Input records Block Start

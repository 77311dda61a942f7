//! Core protocol types for Ratrace's wire format.
//!
//! Everything a client and the coordinator exchange is defined here:
//! identity newtypes, the inbound [`ClientCommand`] set, the outbound
//! [`ServerEvent`] set, and the snapshot structures that double as the
//! persisted representation handed to the storage layer.
//!
//! Message and field names follow the observed wire protocol (camelCase),
//! so the JSON on the wire looks like
//! `{ "type": "joinRoom", "roomId": "…", "accountId": "…" }`.

use std::collections::BTreeMap;
use std::fmt;

use serde::{Deserialize, Serialize};

// ---------------------------------------------------------------------------
// Identity types
// ---------------------------------------------------------------------------

/// The stable, durable identifier of an account.
///
/// Distinct from [`ConnId`]: a player keeps the same `AccountId` across
/// reconnects while their transport id changes with every connection.
/// Newtype over a generated hex string; `#[serde(transparent)]` keeps it
/// a plain JSON string on the wire.
#[derive(Debug, Clone, PartialEq, Eq, Hash, Serialize, Deserialize)]
#[serde(transparent)]
pub struct AccountId(pub String);

impl fmt::Display for AccountId {
    fn fmt(&self, f: &mut fmt::Formatter<'_>) -> fmt::Result {
        write!(f, "acct-{}", self.0)
    }
}

/// A unique identifier for a room.
#[derive(Debug, Clone, PartialEq, Eq, Hash, Serialize, Deserialize)]
#[serde(transparent)]
pub struct RoomId(pub String);

impl fmt::Display for RoomId {
    fn fmt(&self, f: &mut fmt::Formatter<'_>) -> fmt::Result {
        write!(f, "room-{}", self.0)
    }
}

/// The transient identifier of one transport connection.
///
/// Assigned by the gateway when a socket is accepted and never reused
/// within a process. A member's `ConnId` is refreshed on every
/// reconnect; while disconnected they have none.
#[derive(Debug, Clone, Copy, PartialEq, Eq, Hash, Serialize, Deserialize)]
#[serde(transparent)]
pub struct ConnId(pub u64);

impl fmt::Display for ConnId {
    fn fmt(&self, f: &mut fmt::Formatter<'_>) -> fmt::Result {
        write!(f, "conn-{}", self.0)
    }
}

// ---------------------------------------------------------------------------
// Room settings
// ---------------------------------------------------------------------------

/// Lifecycle status of a room.
#[derive(Debug, Clone, Copy, PartialEq, Eq, Serialize, Deserialize)]
#[serde(rename_all = "lowercase")]
pub enum RoomStatus {
    /// Lobby phase: members join and ready up.
    Waiting,
    /// Game in progress: turn and break schedulers are live.
    Playing,
    /// Game over. The room lingers until retention GC removes it.
    Finished,
}

impl fmt::Display for RoomStatus {
    fn fmt(&self, f: &mut fmt::Formatter<'_>) -> fmt::Result {
        match self {
            Self::Waiting => write!(f, "waiting"),
            Self::Playing => write!(f, "playing"),
            Self::Finished => write!(f, "finished"),
        }
    }
}

/// How professions are assigned when the game starts.
#[derive(Debug, Clone, Copy, PartialEq, Eq, Serialize, Deserialize)]
#[serde(rename_all = "lowercase")]
pub enum ProfessionMode {
    /// Each member plays the profession they picked at ready-up.
    Individual,
    /// Every member plays the room's shared profession payload.
    Shared,
}

/// A profession: the starting financial position dealt to a member.
///
/// The full profession table is static game content owned by an external
/// catalogue; the coordinator only ever sees this distilled shape.
#[derive(Debug, Clone, PartialEq, Eq, Serialize, Deserialize)]
pub struct Profession {
    pub id: u32,
    pub name: String,
    /// Starting balance in integer currency units.
    #[serde(rename = "startingBalance")]
    pub starting_balance: i64,
    /// Outstanding amount per credit type at game start. Zero-amount
    /// entries are dropped when seeding a member.
    #[serde(default)]
    pub credits: BTreeMap<String, i64>,
}

// ---------------------------------------------------------------------------
// Snapshots — wire and persisted representation of room state
// ---------------------------------------------------------------------------

/// A member's state within one room, as seen on the wire and in storage.
#[derive(Debug, Clone, PartialEq, Serialize, Deserialize)]
#[serde(rename_all = "camelCase")]
pub struct MemberSnapshot {
    pub account_id: AccountId,
    /// Current transport connection, `None` while disconnected.
    pub conn: Option<ConnId>,
    pub display_name: String,
    pub ready: bool,
    pub profession: Option<Profession>,
    pub dream_id: Option<u32>,
    /// Balance in integer currency units. Never negative.
    pub balance: i64,
    /// Outstanding amount per credit type. Never negative; entries are
    /// removed once paid down to zero.
    pub credits: BTreeMap<String, i64>,
    /// Placeholder assets, one per credit type the profession financed
    /// (the thing the credit bought).
    #[serde(default)]
    pub assets: Vec<String>,
    pub connected: bool,
    pub joined_at_ms: u64,
    pub disconnected_at_ms: Option<u64>,
    pub reconnected_at_ms: Option<u64>,
}

/// Full room state: broadcast to members and handed to the store.
#[derive(Debug, Clone, PartialEq, Serialize, Deserialize)]
#[serde(rename_all = "camelCase")]
pub struct RoomSnapshot {
    pub room_id: RoomId,
    pub name: String,
    /// Empty string means the room is public.
    pub password: String,
    pub max_players: usize,
    pub duration_minutes: u64,
    pub status: RoomStatus,
    /// Stable id of the hosting member. `None` only before the first
    /// member has joined.
    pub host: Option<AccountId>,
    pub profession_mode: ProfessionMode,
    pub shared_profession: Option<Profession>,
    pub created_at_ms: u64,
    pub members: Vec<MemberSnapshot>,
    /// Transaction ids already applied by the ledger. Replays of any id
    /// in this set are no-ops.
    pub applied_tx: Vec<String>,
}

/// One row of a room listing.
#[derive(Debug, Clone, PartialEq, Eq, Serialize, Deserialize)]
#[serde(rename_all = "camelCase")]
pub struct RoomListEntry {
    pub room_id: RoomId,
    pub name: String,
    pub players: usize,
    pub max_players: usize,
    /// Display name of the host, resolved members-first with an identity
    /// registry fallback; `"unknown"` when neither resolves.
    pub host_name: String,
    pub has_password: bool,
    pub status: RoomStatus,
    pub created_at_ms: u64,
}

// ---------------------------------------------------------------------------
// ClientCommand — everything a client can ask the coordinator to do
// ---------------------------------------------------------------------------

/// An inbound message from a client.
///
/// Internally tagged JSON: `{ "type": "createRoom", "name": "R1", … }`.
/// Each variant corresponds to one operation in the dispatch table; the
/// orchestrator routes identity commands to the identity registry and
/// room commands to the target room's actor.
#[derive(Debug, Clone, PartialEq, Serialize, Deserialize)]
#[serde(tag = "type", rename_all = "camelCase", rename_all_fields = "camelCase")]
pub enum ClientCommand {
    // -- Identity --
    /// Login if the email is known, register otherwise.
    AuthenticateUser {
        username: Option<String>,
        email: String,
        password: String,
    },
    CheckUserExists { email: String },
    CheckUsernameUnique { username: String },

    // -- Room lifecycle --
    CreateRoom {
        name: String,
        #[serde(default)]
        password: String,
        max_players: usize,
        duration_minutes: u64,
        profession_mode: ProfessionMode,
        shared_profession: Option<Profession>,
    },
    JoinRoom {
        room_id: RoomId,
        account_id: AccountId,
        display_name: String,
        #[serde(default)]
        password: String,
    },
    LeaveRoom {
        room_id: RoomId,
        account_id: AccountId,
    },
    ListRooms,
    /// Reconnection path: re-subscribe this connection to the room and
    /// re-send the current roster.
    RestoreRoomState {
        room_id: RoomId,
        account_id: AccountId,
    },

    // -- Lobby / game control --
    PlayerReady {
        room_id: RoomId,
        account_id: AccountId,
        profession_id: u32,
        dream_id: u32,
    },
    StartGame { room_id: RoomId },
    EndGame { room_id: RoomId },

    // -- Turns --
    ChangePlayerTurn {
        room_id: RoomId,
        target_index: usize,
    },
    /// Host-reported countdown value for the current turn. The host
    /// client owns the turn clock; the coordinator records what it is
    /// told (asymmetric trust, preserved as observed).
    SyncTurnTimer {
        room_id: RoomId,
        time_left: u32,
    },
    /// The host client reports the countdown hit zero.
    AutoPassTurn { room_id: RoomId },

    // -- Ledger --
    BankTransfer {
        room_id: RoomId,
        sender_id: AccountId,
        recipient_name: String,
        amount: i64,
        /// Client-reported sender balance, honored over the server-held
        /// one when present (preserved as observed).
        reported_balance: Option<i64>,
        transaction_id: String,
    },
    CreditPayment {
        room_id: RoomId,
        account_id: AccountId,
        credit_type: String,
        amount: i64,
    },
}

// ---------------------------------------------------------------------------
// ServerEvent — everything the coordinator sends back
// ---------------------------------------------------------------------------

/// An outbound message from the coordinator.
///
/// Broadcast events (`playersUpdate`, `gameStarted`, turn and break
/// notifications) go to every connected member of the affected room;
/// replies and errors go only to the requesting connection.
#[derive(Debug, Clone, PartialEq, Serialize, Deserialize)]
#[serde(tag = "type", rename_all = "camelCase", rename_all_fields = "camelCase")]
pub enum ServerEvent {
    Authenticated {
        account_id: AccountId,
        username: String,
        email: String,
    },
    UserExists { exists: bool },
    UsernameUnique { unique: bool },

    RoomsList { rooms: Vec<RoomListEntry> },
    RoomData { room: RoomSnapshot },
    PlayersUpdate { players: Vec<MemberSnapshot> },

    /// Sent once when a game starts, carrying the computed roster with
    /// each member's starting position.
    GameStarted {
        players: Vec<MemberSnapshot>,
        turn_index: usize,
        time_left: u32,
    },
    PlayerTurnChanged {
        turn_index: usize,
        time_left: u32,
        /// `true` when the turn advanced because the countdown expired,
        /// `false` for a voluntary pass.
        auto: bool,
    },

    BreakStarted { ends_at_ms: u64 },
    BreakEnded,

    /// Out-of-band notification to a transfer's recipient.
    TransferReceived { from_name: String, amount: i64 },

    /// Request-scoped failure. `code` follows HTTP-style conventions.
    Error { code: u16, message: String },
}

// =========================================================================
// Tests
// =========================================================================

Input records Block End

Which lines in the listing above hold the word "bool"? Show each of them.

    pub ready: bool,
    pub connected: bool,
    pub has_password: bool,
    UserExists { exists: bool },
    UsernameUnique { unique: bool },
        auto: bool,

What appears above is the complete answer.